Mas a mágica acontece durante o sono REM. “No REM, você ouve tudo o que pode imaginar”, diz Barrett. Ela costuma ouvir gravações de pessoas que falam durante o sono fazendo monólogos ou parecendo ter uma conversa com alguém (e esperando o tempo apropriado para a outra pessoa responder). Mais raramente, as pessoas até falam durante o sono dos dois lados de uma conversa. “Eles contam piadas, riem, choram, cantam - quase qualquer tipo de verbalização que você possa fazer quando acordado, eles o fazem”, diz Barrett, mas acrescenta que geralmente o discurso não é tão lógico quanto o que alguém diria enquanto acordado.
No entanto, mesmo que o conteúdo da conversa durante o sono pareça absurdo, ainda está gramaticalmente correto. Em um dos únicos estudos recentes que examinaram as características lingüísticas, os pesquisadores analisaram a linguagem de 232 falantes do sono franceses e descobriram que as sentenças correspondiam à complexidade da vigília e seguiam regras gramaticais.

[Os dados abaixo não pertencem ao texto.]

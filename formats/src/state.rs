//! The normalized aircraft state record.
//!
//! One `AircraftState` is one aircraft at one point in time, whatever the provider.
//! Providers differ wildly in what they supply; anything absent collapses to a
//! type-appropriate default so downstream consumers can treat records uniformly.
//! The exception is the position and the values derived from it: an aircraft that
//! is not broadcasting a position gets `None`, not a fake (0, 0).
//!

use serde::{Deserialize, Serialize};

/// Squawk codes signalling hijack, lost communications and general emergency.
const EMERGENCY_SQUAWKS: [&str; 3] = ["7500", "7600", "7700"];

/// Normalized state of one aircraft.
///
/// Units: distance/altitudes in meters, ground speed in km/h, vertical rate in m/s,
/// bearings/track in degrees clockwise from true north.
///
#[derive(Clone, Debug, Default, Deserialize, PartialEq, Serialize)]
pub struct AircraftState {
    /// Unique ICAO 24-bit transponder address, hex string.  Identity key.
    pub icao: String,
    /// Callsign, sanitized to alphanumerics.  May be empty.
    pub callsign: String,
    /// Aircraft registration (tail number).  May be empty.
    pub registration: String,
    /// Country name inferred from the ICAO address block.
    pub origin_country: String,
    /// Unix timestamp (seconds) of the last position update.
    pub position_time: Option<i64>,
    /// WGS-84 latitude in decimal degrees.
    pub latitude: Option<f64>,
    /// WGS-84 longitude in decimal degrees.
    pub longitude: Option<f64>,
    /// Barometric altitude in meters.
    pub baro_altitude: Option<f64>,
    /// Geometric altitude in meters.
    pub geo_altitude: Option<f64>,
    /// Surface position report.
    pub on_ground: bool,
    /// Velocity over ground in km/h.
    pub ground_speed: f64,
    /// True track in degrees, the aircraft's own heading.
    pub true_track: f64,
    /// Vertical rate in m/s, positive climbs.
    pub vertical_rate: f64,
    /// 4-digit transponder code.
    pub squawk: String,
    /// Special purpose indicator flag.
    pub spi: bool,
    /// Operator name or ICAO code.
    pub operator: String,
    /// Aircraft model/type description.
    pub model: String,
    /// Departure airport code/name.
    pub origin_airport: String,
    /// Arrival airport code/name.
    pub dest_airport: String,
    /// Best-effort military flag.
    pub military: bool,
    /// Distance from the observer in meters, derived.
    pub distance: Option<f64>,
    /// Bearing from the observer in degrees, derived.
    pub bearing: Option<f64>,
    /// Seconds since first seen in the current presence period, tracker-maintained.
    pub tracking_secs: u64,
}

impl AircraftState {
    /// Whether the aircraft transmits an emergency squawk
    /// (7500 hijack, 7600 lost comms, 7700 emergency).
    ///
    pub fn emergency(&self) -> bool {
        EMERGENCY_SQUAWKS.contains(&self.squawk.as_str())
    }

    /// Preferred altitude for display, geometric first.
    ///
    pub fn altitude(&self) -> Option<f64> {
        self.geo_altitude.or(self.baro_altitude)
    }

    /// Both coordinates present?
    ///
    pub fn has_position(&self) -> bool {
        self.latitude.is_some() && self.longitude.is_some()
    }
}

/// Strip everything but alphanumerics out of a raw callsign (OpenSky pads
/// with spaces, some feeders leak dashes).
///
pub fn clean_callsign(raw: &str) -> String {
    raw.chars().filter(|c| c.is_ascii_alphanumeric()).collect()
}

#[cfg(test)]
mod tests {
    use rstest::rstest;

    use super::*;

    #[rstest]
    #[case("7500", true)]
    #[case("7600", true)]
    #[case("7700", true)]
    #[case("7000", false)]
    #[case("", false)]
    fn test_emergency(#[case] sqk: &str, #[case] expected: bool) {
        let ac = AircraftState {
            squawk: sqk.to_string(),
            ..Default::default()
        };
        assert_eq!(expected, ac.emergency());
    }

    #[test]
    fn test_altitude_prefers_geo() {
        let ac = AircraftState {
            baro_altitude: Some(11_000.),
            geo_altitude: Some(11_200.),
            ..Default::default()
        };
        assert_eq!(Some(11_200.), ac.altitude());

        let ac = AircraftState {
            baro_altitude: Some(11_000.),
            ..Default::default()
        };
        assert_eq!(Some(11_000.), ac.altitude());
    }

    #[rstest]
    #[case("KLM123  ", "KLM123")]
    #[case("PH-VHD", "PHVHD")]
    #[case("", "")]
    fn test_clean_callsign(#[case] raw: &str, #[case] expected: &str) {
        assert_eq!(expected, clean_callsign(raw));
    }

    #[test]
    fn test_default_is_uniform() {
        let ac = AircraftState::default();
        assert!(ac.icao.is_empty());
        assert!(!ac.on_ground);
        assert_eq!(0., ac.ground_speed);
        assert!(ac.latitude.is_none());
        assert!(ac.distance.is_none());
        assert!(!ac.has_position());
    }
}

Em termos do que as pessoas disseram, o estudo mostrou que a palavra mais popular durante o sono era “não” ou sua variação. Palavrões eram outra escolha popular, aparecendo com muito mais frequência à noite do que durante o dia. E o abuso verbal em geral, como insultos e condenações, era surpreendentemente comum - superando em muito a linguagem educada.
Os autores sugeriram que a grande quantidade de conteúdo negativo na fala durante o sono pode refletir o conteúdo mental negativo dos sonhos no cérebro adormecido.
Mas a relação entre falar durante o sono e sonhos não é clara.
Na década de 1970, estudos encontraram uma relação entre o que as pessoas diziam em voz alta e o que se lembravam de seus sonhos na maior parte do tempo, mas nem sempre de maneiras óbvias.
“É como se a parte que eles estão lembrando e a parte que eles falaram em voz alta não pareçam exatamente iguais”, diz Barrett. “Geralmente há algum relacionamento, mas é muito mais frouxo do que você pode supor.”
Tudo o que você disser não pode ser usado contra você
Embora os sonhadores não possam descartar totalmente a possibilidade de dizer coisas constrangedoras, a boa notícia é que isso não pode ser usado contra eles em um tribunal. Mark Pressman, que passou quarenta anos como pesquisador clínico do sono e agora trabalha principalmente como especialista forense do sono, diz que falar dormindo foi permitido ocasionalmente como evidência no passado, mas recentemente foi rejeitado no tribunal. E é assim que deve ser, observa Pressman, porque a ciência mostra que falar dormindo não está à altura das regras federais de evidências. “Torna-se uma espécie de evidência de boato que não é admissível no tribunal”, diz ele.
Em 2018, Pressman foi coautor de um artigo criticando o uso de visões desatualizadas e não comprovadas cientificamente sobre a fala durante o sono em processos judiciais. Mas, do ponto de vista científico, mesmo os estudos mais atualizados sobre a fala durante o sono estão envelhecendo - a maioria dos trabalhos foi publicada antes da década de 1980. Barrett e outros estão trabalhando lentamente para mudar isso com mais estudos. Nesse ínterim, pode-se dizer que uma nova fronteira surgiu: o sono falando com os nossos olhos , onde os sonhadores lúcidos respondem às perguntas usando apenas os movimentos dos olhos.